The engineer determined that the database cluster had unexpectedly stopped, with the error message:

"Node unable to establish a session with the cluster manager."

The database log showed a "Repair Domain failed" error, indicating that an attempt to repair the cluster was unsuccessful. Manual restart attempts for the database also failed.

Reviewing the GPFS logs revealed errors indicating the GPFS file system was not able to prepare properly, resulting in a failure to mount the GPFS file system on both nodes. 

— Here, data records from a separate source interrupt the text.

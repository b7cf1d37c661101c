//! Versioned rule repository for ruledepot
//!
//! This crate stores packages of rule assets with checkout/checkin revision
//! semantics and exposes them two ways:
//!
//! - [`RestApi`]: path-addressed reads and writes (`packages/<pkg>/<file>`)
//!   with optimistic concurrency
//! - [`PackageResource`]: typed package and asset operations, including the
//!   assembled DRL source of a package
//!
//! Storage sits behind the [`ContentStore`] trait; [`MemoryContentStore`] keeps
//! everything in memory.
//!
//! # Quick Start
//!
//! ```
//! use ruledepot_repository::{MemoryContentStore, PackageResource, RepositoryConfig};
//! use std::sync::Arc;
//!
//! # fn main() -> ruledepot_repository::RepositoryResult<()> {
//! let config = RepositoryConfig::default();
//! let resource = PackageResource::new(Arc::new(MemoryContentStore::new()), &config);
//!
//! resource.create_package("billing", "Billing rules")?;
//! assert_eq!(resource.package_source("billing")?, "package billing\n");
//! # Ok(())
//! # }
//! ```

pub mod api;
pub mod assembler;
pub mod config;
pub mod error;
pub mod memory;
pub mod models;
pub mod path;
pub mod resource;
pub mod traits;

pub use api::{Response, RestApi};
pub use assembler::PackageAssembler;
pub use config::RepositoryConfig;
pub use error::{RepositoryError, RepositoryResult};
pub use memory::MemoryContentStore;
pub use models::{
    AssetItem, AssetSummary, Checkin, Content, Draft, ItemKind, PackageItem, PackageSummary,
    VersionEntry,
};
pub use path::{FileName, ResourcePath};
pub use resource::{AssetUpdate, PackageResource, PackageUpdate};
pub use traits::ContentStore;
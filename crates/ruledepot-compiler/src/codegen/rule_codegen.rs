//! Rule renderer
//!
//! Renders a whole [`RuleModel`] to DRL: header, metadata, attributes, the
//! `when` section and the `then` section.

use super::action_codegen::RhsActionRenderer;
use super::pattern_codegen::LhsPatternRenderer;
use super::writer::DrlWriter;
use crate::error::Result;
use ruledepot_core::ast::{RuleAttribute, RuleModel};

const SECTION_INDENT: &str = "\t\t";
const NEGATED_INDENT: &str = "\t\t\t";

/// Rule renderer
pub struct RuleRenderer;

impl RuleRenderer {
    /// Render a rule model to DRL source
    pub fn render(model: &RuleModel) -> Result<String> {
        let dsl_enhanced = model.has_dsl_sentences();
        let mut out = DrlWriter::new();

        Self::render_header(model, &mut out);
        Self::render_metadata(model, &mut out);
        Self::render_attributes(model, &mut out);

        out.push("\twhen\n");
        Self::render_lhs(model, dsl_enhanced, &mut out)?;

        out.push("\tthen\n");
        Self::render_rhs(model, dsl_enhanced, &mut out)?;

        out.push("end\n");
        Ok(out.into_string())
    }

    fn render_header(model: &RuleModel, out: &mut DrlWriter) {
        out.push("rule \"").push(&model.name).push("\"");
        match model.parent_name.as_deref().filter(|p| !p.is_empty()) {
            Some(parent) => {
                out.push(" extends \"").push(parent).push("\"\n");
            }
            None => {
                out.push("\n");
            }
        }
    }

    fn render_metadata(model: &RuleModel, out: &mut DrlWriter) {
        for metadata in &model.metadata {
            out.push("\t").push_display(metadata).push("\n");
        }
    }

    fn render_attributes(model: &RuleModel, out: &mut DrlWriter) {
        for attribute in &model.attributes {
            out.push("\t").push_display(attribute).push("\n");
        }
        if !model.has_attribute(RuleAttribute::DIALECT) {
            out.push("\t")
                .push_display(RuleAttribute::default_dialect())
                .push("\n");
        }
    }

    fn render_lhs(model: &RuleModel, dsl_enhanced: bool, out: &mut DrlWriter) -> Result<()> {
        if model.negated {
            out.push(SECTION_INDENT).push("not (\n");
            {
                let mut renderer = LhsPatternRenderer::new(out, dsl_enhanced, NEGATED_INDENT);
                for pattern in &model.lhs {
                    pattern.accept(&mut renderer)?;
                }
            }
            out.push(SECTION_INDENT).push(")\n");
        } else {
            let mut renderer = LhsPatternRenderer::new(out, dsl_enhanced, SECTION_INDENT);
            for pattern in &model.lhs {
                pattern.accept(&mut renderer)?;
            }
        }
        Ok(())
    }

    fn render_rhs(model: &RuleModel, dsl_enhanced: bool, out: &mut DrlWriter) -> Result<()> {
        let mut renderer = RhsActionRenderer::new(out, dsl_enhanced, SECTION_INDENT);
        for action in &model.rhs {
            action.accept(&mut renderer)?;
        }
        Ok(())
    }
}
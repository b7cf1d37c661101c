//! Code generation module
//!
//! This module contains the renderers that turn a rule model into DRL text.

pub mod action_codegen;
pub mod constraint_codegen;
pub mod pattern_codegen;
pub mod rule_codegen;
pub mod writer;

pub use action_codegen::RhsActionRenderer;
pub use pattern_codegen::LhsPatternRenderer;
pub use rule_codegen::RuleRenderer;
pub use writer::DrlWriter;
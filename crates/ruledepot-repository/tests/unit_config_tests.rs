//! Integration tests for repository configuration

use anyhow::Result;
use ruledepot_repository::{RepositoryConfig, RepositoryError};
use std::fs;
use tempfile::TempDir;

#[test]
fn test_from_yaml_file() -> Result<()> {
    let dir = TempDir::new()?;
    let path = dir.path().join("repository.yaml");
    fs::write(
        &path,
        "user: dana\nsource_formats:\n  - drl\n  - rdrl\n",
    )?;

    let config = RepositoryConfig::from_file(&path)?;
    assert_eq!(config.user, "dana");
    assert_eq!(config.rule_model_format, "brl");
    assert!(config.is_source_format("rdrl"));
    assert!(!config.is_source_format("dslr"));
    Ok(())
}

#[test]
fn test_from_missing_file() {
    let dir = TempDir::new().unwrap();
    let result = RepositoryConfig::from_file(dir.path().join("absent.yaml"));
    assert!(matches!(result, Err(RepositoryError::Config(_))));
}

#[test]
fn test_yaml_round_trip() -> Result<()> {
    let config = RepositoryConfig::default().with_user("erin");
    let yaml = serde_yaml::to_string(&config)?;
    let parsed: RepositoryConfig = serde_yaml::from_str(&yaml)?;
    assert_eq!(parsed, config);
    Ok(())
}

#[test]
fn test_load_falls_back_to_defaults() -> Result<()> {
    // No config/repository file exists in the crate directory
    let config = RepositoryConfig::load()?;
    assert_eq!(config.rule_model_format, "brl");
    Ok(())
}

#[test]
fn test_load_splits_source_formats_from_env() -> Result<()> {
    std::env::set_var("RULEDEPOT_SOURCE_FORMATS", "drl,rdrl");
    let config = RepositoryConfig::load();
    std::env::remove_var("RULEDEPOT_SOURCE_FORMATS");

    let config = config?;
    assert_eq!(config.source_formats, vec!["drl", "rdrl"]);
    assert!(!config.is_source_format("dslr"));
    Ok(())
}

Since DB2 PureScale relies on GPFS as its shared file system, a GPFS failure renders the DB2 database unusable.


3. Problem Resolution

To address the GPFS 6027-305 issue, the engineer consulted the official guide, modified the verifyGpfsReady setting to “no,” and disabled the verifyGpfsReady feature. This resolved the issue with /var/mmfs/etc/gpfsready not executing successfully. After applying this fix, GPFS started normally, and the file system was able to auto-mount. The DB2 PureScale cluster service comprises three main components:

  • Cluster Manager: Tivoli SA MP, featuring Reliable Scalable Cluster Technology (RSCT)
  • Shared Clustered File System: IBM General Parallel File System (GPFS)
  • DB2 Cluster Management: Manages and monitors the cluster with DB2 commands and views

Once the GPFS issue was resolved, RSCT commands like lsrpdomain and lsrpnode were operable on one node. However, attempts to run these commands on the second node returned error 2612-022.

This error indicated that the RSCT resource group had not started properly, preventing access to the configuration resource manager. 

To resolve this, steps were taken to re-establish the remote client connection between the two nodes:

bash/usr/sbin/rsct/bin/rmcctrl -A
/usr/sbin/rsct/bin/rmcctrl -p

After these steps, the database was able to start successfully.


4. Summary of Lessons Learned

  • When troubleshooting similar issues, it is critical to analyze DB2, GPFS, and RSCT logs sequentially to accurately identify the root cause.
  • Communication with the client revealed that an OpenSSH upgrade had been performed on the same day. The engineer concluded that this upgrade led to a trust issue between the two DB2 cluster nodes.
  • Maintenance personnel should inform all relevant parties (system administrators, database administrators, and application maintenance staff) of any system changes to prepare for and mitigate unexpected failures.